[DIRECTIONS FOR THIS TASK]
I would like you to transcribe all of the data exactly.

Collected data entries
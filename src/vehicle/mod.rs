pub mod component;
pub mod motor;
pub mod rocket;
pub mod stage;

pub use component::{BodyComponent, DeployTrigger, FinSet, NoseShape, RecoveryDevice};
pub use motor::{Motor, MotorConfiguration, MotorMount};
pub use rocket::{presets, Rocket, RocketBuilder};
pub use stage::{SeparationEvent, SeparationTrigger, Stage, StageBuilder};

[FINISHED TASK]
filename src/vehicle/mod.rs
pub mod component;
pub mod motor;
pub mod rocket;
pub mod stage;

pub use component::{BodyComponent, DeployTrigger, FinSet, NoseShape, RecoveryDevice};
pub use motor::{Motor, MotorConfiguration, MotorMount};
pub use rocket::{presets, Rocket, RocketBuilder};
pub use stage::{SeparationEvent, SeparationTrigger, Stage, StageBuilder};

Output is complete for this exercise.